What this task involves -> Within the records, find every line that includes the word "Display" and copy it.

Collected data
/// An error that can occur in this crate.
///
/// This crate follows the "one true error type" design: a single opaque
/// error for every fallible operation, with coarse predicates instead of a
/// public variant enum. There are only three ways an operation here can
/// fail:
///
/// * A field or reference-scale value is not a finite number, and so names
/// no position on the calendar. See [`Error::is_non_finite`].
/// * A field is outside its valid range during explicit validation. See
/// [`Error::is_range`].
/// * A string could not be parsed via the [`FromStr`](core::str::FromStr)
/// trait implementation. See [`Error::is_parse`]. (The primary parsing
/// entry point, [`Timestamp::from_iso8601`](crate::Timestamp::from_iso8601),
/// reports non-matches as `None` and never constructs this error.)
#[derive(Clone)]
pub struct Error {
    kind: ErrorKind,
}

#[derive(Clone, Debug)]
enum ErrorKind {
    NonFinite(NonFiniteError),
    Range(RangeError),
    Parse(ParseError),
}

/// A numeric input that is NaN or infinite.
#[derive(Clone, Debug)]
struct NonFiniteError {
    what: &'static str,
    given: f64,
}

/// A field value that is outside its valid range.
#[derive(Clone, Debug)]
struct RangeError {
    what: &'static str,
    given: f64,
    min: f64,
    max: f64,
}

/// A failure to match the ISO 8601 grammar, for the `FromStr` surface.
#[derive(Clone, Debug)]
struct ParseError {
    msg: String,
}

impl Error {
    #[cold]
    #[inline(never)]
    pub(crate) fn non_finite(what: &'static str, given: f64) -> Error {
        Error { kind: ErrorKind::NonFinite(NonFiniteError { what, given }) }
    }

    #[cold]
    #[inline(never)]
    pub(crate) fn range(
        what: &'static str,
        given: f64,
        min: f64,
        max: f64,
    ) -> Error {
        Error { kind: ErrorKind::Range(RangeError { what, given, min, max }) }
    }

    #[cold]
    #[inline(never)]
    pub(crate) fn parse(msg: String) -> Error {
        Error { kind: ErrorKind::Parse(ParseError { msg }) }
    }

    /// Returns true when this error was caused by a NaN or infinite numeric
    /// input, which cannot be placed on the reference-seconds scale.
    pub fn is_non_finite(&self) -> bool {
        matches!(self.kind, ErrorKind::NonFinite(_))
    }

    /// Returns true when this error was caused by a field value outside its
    /// valid range during validation.
    pub fn is_range(&self) -> bool {
        matches!(self.kind, ErrorKind::Range(_))
    }

    /// Returns true when this error came from the `FromStr` implementation
    /// failing to match the ISO 8601 grammar.
    pub fn is_parse(&self) -> bool {
        matches!(self.kind, ErrorKind::Parse(_))
    }
}

impl core::fmt::Display for Error {
    fn fmt(&self, f: &mut core::fmt::Formatter) -> core::fmt::Result {
        match self.kind {
            ErrorKind::NonFinite(ref err) => write!(
                f,
                "parameter '{what}' with value {given} is not a finite \
                 number, so it has no position in time",
                what = err.what,
                given = err.given,
            ),
            ErrorKind::Range(ref err) => write!(
                f,
                "parameter '{what}' with value {given} is not in the \
                 required range of {min}..={max}",
                what = err.what,
                given = err.given,
                min = err.min,
                max = err.max,
            ),
            ErrorKind::Parse(ref err) => f.write_str(&err.msg),
        }
    }
}

impl core::fmt::Debug for Error {
    fn fmt(&self, f: &mut core::fmt::Formatter) -> core::fmt::Result {
        core::fmt::Display::fmt(self, f)
    }
}

impl std::error::Error for Error {}

#[cfg(test)]
mod tests {
    use super::*;

    #[test]
    fn error_messages() {
        let err = Error::range("month", 13.0, 1.0, 12.0);
        assert_eq!(
            err.to_string(),
            "parameter 'month' with value 13 is not in the \
             required range of 1..=12",
        );
        assert!(err.is_range());

        let err = Error::non_finite("second", f64::NAN);
        assert_eq!(
            err.to_string(),
            "parameter 'second' with value NaN is not a finite number, \
             so it has no position in time",
        );
        assert!(err.is_non_finite());
        assert!(!err.is_range());
    }
}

Your response ->
impl core::fmt::Display for Error {
        core::fmt::Display::fmt(self, f)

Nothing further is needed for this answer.